Conforme breve panorama sobre dinâmicas de gênero em sala de aula realizado pelo Teaching Ressource Center da University of Virginia, as aprendizes mulheres geralmente têm mais dificuldades para falar e serem ouvidas, sendo desestimuladas a participar. Como levantar a mão para fazer uma colocação se com frequência suas falas são invalidadas ou interrompidas por homens? Os comentários de mulheres têm probabilidade menor de serem creditados, desenvolvidos, adotados e até mesmo lembrados em sala de aula.
Existem também diferenças na forma de comunicação: mulheres são mais propensas a fazer comentários mais curtos e de forma indireta, utilizando expressões menos assertivas, como “talvez” e “eu acho”. Em um paradigma tradicional de ensino, que valoriza a individualidade e a competitividade, esse estilo de fala geralmente é considerado menos qualificado: estudantes com uma postura pouco confiante tendem a ser menos notados por professores e menos encorajados a assumir papéis de liderança.
Por outro lado, quando mulheres fazem comentários extensos e assertivos, existe uma maior probabilidade de serem vistas como “agressivas” ou “rudes”, enquanto os homens que o fazem são geralmente considerados inteligentes ou interessados.

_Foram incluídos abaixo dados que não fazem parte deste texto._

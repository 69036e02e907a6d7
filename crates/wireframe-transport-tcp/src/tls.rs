//! TLS byte-stream endpoint: a `handshake()` step and a bounded
//! `shutdown()`. `tokio-rustls` already drives the handshake to
//! completion internally rather than surfacing discrete "want
//! read"/"want write" pauses, so this adapter's `handshake()` collapses
//! that into the same Reader/Writer-style "one await, then done or a
//! classified error" shape the rest of this crate uses.

use std::io::Cursor;
use std::sync::Arc;

use rustls::ServerConfig as RustlsServerConfig;
use rustls_pki_types::{CertificateDer, PrivateKeyDer};
use tokio::io::{AsyncRead, AsyncWrite};
use tokio_rustls::server::TlsStream as ServerTlsStream;
use tokio_rustls::TlsAcceptor;

use wireframe_core::config::TlsConfig;

use crate::error::TransportError;

/// Bounded shutdown attempts before giving up on a peer that won't
/// complete the close handshake.
pub const MAX_SHUTDOWN_ATTEMPTS: u32 = 10;

/// Server-side TLS adapter: builds a `rustls::ServerConfig` from
/// [`TlsConfig`]'s cert/key paths once, then performs the handshake for
/// each accepted connection.
pub struct TlsServerAdapter {
    acceptor: TlsAcceptor,
}

impl TlsServerAdapter {
    pub fn from_config(config: &TlsConfig) -> Result<Self, TransportError> {
        let cert_path = config
            .cert_path
            .as_ref()
            .ok_or_else(|| TransportError::TlsConfig("cert_path is required".into()))?;
        let key_path = config
            .key_path
            .as_ref()
            .ok_or_else(|| TransportError::TlsConfig("key_path is required".into()))?;

        let certs = load_certs(cert_path)?;
        let key = load_private_key(key_path)?;

        let mut server_config = RustlsServerConfig::builder()
            .with_no_client_auth()
            .with_single_cert(certs, key)
            .map_err(|e| TransportError::TlsConfig(e.to_string()))?;
        // Offer http/1.1 only; an "h2" selection by the peer is out of
        // scope here and handled by rejecting the connection upstream
        // rather than silently degrading.
        server_config.alpn_protocols = vec![b"http/1.1".to_vec()];

        Ok(Self {
            acceptor: TlsAcceptor::from(Arc::new(server_config)),
        })
    }

    /// Drive the handshake for one accepted TCP connection to completion.
    pub async fn handshake<S>(&self, stream: S) -> Result<ServerTlsStream<S>, TransportError>
    where
        S: AsyncRead + AsyncWrite + Unpin,
    {
        match self.acceptor.accept(stream).await {
            Ok(stream) => {
                tracing::debug!("TLS handshake completed");
                Ok(stream)
            }
            Err(e) => {
                tracing::warn!(error = %e, "TLS handshake failed");
                Err(TransportError::TlsHandshake(e))
            }
        }
    }
}

/// Best-effort TLS shutdown: `close_notify` plus the underlying socket
/// shutdown, retried up to [`MAX_SHUTDOWN_ATTEMPTS`] times before the
/// caller abandons the connection.
pub async fn shutdown<S>(stream: &mut ServerTlsStream<S>) -> Result<(), TransportError>
where
    S: AsyncRead + AsyncWrite + Unpin,
{
    use tokio::io::AsyncWriteExt;
    let mut attempts = 0;
    loop {
        match stream.shutdown().await {
            Ok(()) => return Ok(()),
            Err(e) if attempts + 1 >= MAX_SHUTDOWN_ATTEMPTS => {
                tracing::warn!(error = %e, attempts, "giving up on TLS shutdown");
                return Err(TransportError::TlsHandshake(e));
            }
            Err(e) => {
                attempts += 1;
                tracing::debug!(error = %e, attempts, "retrying TLS shutdown");
                continue;
            }
        }
    }
}

fn load_certs(path: &std::path::Path) -> Result<Vec<CertificateDer<'static>>, TransportError> {
    let bytes = std::fs::read(path)
        .map_err(|e| TransportError::TlsConfig(format!("reading {}: {e}", path.display())))?;
    let mut reader = Cursor::new(bytes);
    rustls_pemfile::certs(&mut reader)
        .collect::<Result<Vec<_>, _>>()
        .map_err(|e| TransportError::TlsConfig(format!("parsing cert chain: {e}")))
}

fn load_private_key(path: &std::path::Path) -> Result<PrivateKeyDer<'static>, TransportError> {
    let bytes = std::fs::read(path)
        .map_err(|e| TransportError::TlsConfig(format!("reading {}: {e}", path.display())))?;
    let mut reader = Cursor::new(bytes);
    rustls_pemfile::private_key(&mut reader)
        .map_err(|e| TransportError::TlsConfig(format!("parsing private key: {e}")))?
        .ok_or_else(|| TransportError::TlsConfig("no private key found in key_path".into()))
}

Se ensinar é um ato político, é necessário que comecemos a transformar a estrutura de nossas aulas considerando as desigualdades presentes nesse espaço de aprendizagem. Devemos reconhecer padrões de gênero e nos conscientizar dos nossos próprios estereótipos. Outros fatores como raça e classe também impactam as interações em sala de aula e são igualmente importantes de serem reconhecidos.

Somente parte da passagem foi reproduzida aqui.